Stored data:
***

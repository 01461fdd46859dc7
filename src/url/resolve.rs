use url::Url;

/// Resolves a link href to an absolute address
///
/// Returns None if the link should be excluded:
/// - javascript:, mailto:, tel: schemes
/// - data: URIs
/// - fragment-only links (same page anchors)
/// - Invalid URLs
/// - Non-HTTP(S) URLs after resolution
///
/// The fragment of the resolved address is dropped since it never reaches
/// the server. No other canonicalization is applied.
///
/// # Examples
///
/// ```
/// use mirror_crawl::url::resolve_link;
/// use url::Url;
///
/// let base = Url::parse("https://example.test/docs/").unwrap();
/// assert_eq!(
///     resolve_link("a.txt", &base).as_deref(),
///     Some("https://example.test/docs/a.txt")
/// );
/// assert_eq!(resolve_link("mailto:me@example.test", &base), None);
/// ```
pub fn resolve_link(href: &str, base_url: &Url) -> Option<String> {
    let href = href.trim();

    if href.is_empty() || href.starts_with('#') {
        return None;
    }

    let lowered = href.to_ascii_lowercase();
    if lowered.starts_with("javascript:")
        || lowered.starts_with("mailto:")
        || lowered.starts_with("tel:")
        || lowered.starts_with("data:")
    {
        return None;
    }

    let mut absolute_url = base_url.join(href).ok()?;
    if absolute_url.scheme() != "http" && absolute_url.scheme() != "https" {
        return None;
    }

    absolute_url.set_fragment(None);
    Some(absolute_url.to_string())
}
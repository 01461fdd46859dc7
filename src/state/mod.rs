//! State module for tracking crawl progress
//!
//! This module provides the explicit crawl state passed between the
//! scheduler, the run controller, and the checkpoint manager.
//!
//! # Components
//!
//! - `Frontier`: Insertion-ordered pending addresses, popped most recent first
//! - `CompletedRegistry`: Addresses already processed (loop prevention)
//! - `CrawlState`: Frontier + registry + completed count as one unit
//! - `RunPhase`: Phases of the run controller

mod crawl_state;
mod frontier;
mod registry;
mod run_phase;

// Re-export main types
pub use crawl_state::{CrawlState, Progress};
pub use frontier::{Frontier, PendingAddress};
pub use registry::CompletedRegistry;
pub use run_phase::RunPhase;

***

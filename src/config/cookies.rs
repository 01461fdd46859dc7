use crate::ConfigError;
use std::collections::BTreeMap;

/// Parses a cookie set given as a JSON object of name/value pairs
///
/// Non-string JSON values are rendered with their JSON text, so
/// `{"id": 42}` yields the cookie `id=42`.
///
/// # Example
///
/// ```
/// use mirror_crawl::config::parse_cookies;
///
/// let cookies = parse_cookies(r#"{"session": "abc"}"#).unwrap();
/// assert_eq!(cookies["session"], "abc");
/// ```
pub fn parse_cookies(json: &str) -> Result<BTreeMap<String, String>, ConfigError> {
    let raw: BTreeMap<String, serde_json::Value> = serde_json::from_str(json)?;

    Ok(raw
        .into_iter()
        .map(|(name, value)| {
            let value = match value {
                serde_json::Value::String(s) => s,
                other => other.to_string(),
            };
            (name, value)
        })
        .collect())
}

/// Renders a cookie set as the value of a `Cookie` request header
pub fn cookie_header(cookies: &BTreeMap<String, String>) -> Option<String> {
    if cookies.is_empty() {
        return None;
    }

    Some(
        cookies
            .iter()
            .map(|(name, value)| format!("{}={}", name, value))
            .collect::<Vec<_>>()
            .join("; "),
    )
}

***

#### [What to do]
From the records given above, copy all lines containing "Some".

#### [Answer box]
///     Some("https://example.test/docs/a.txt")
    Some(absolute_url.to_string())
    Some(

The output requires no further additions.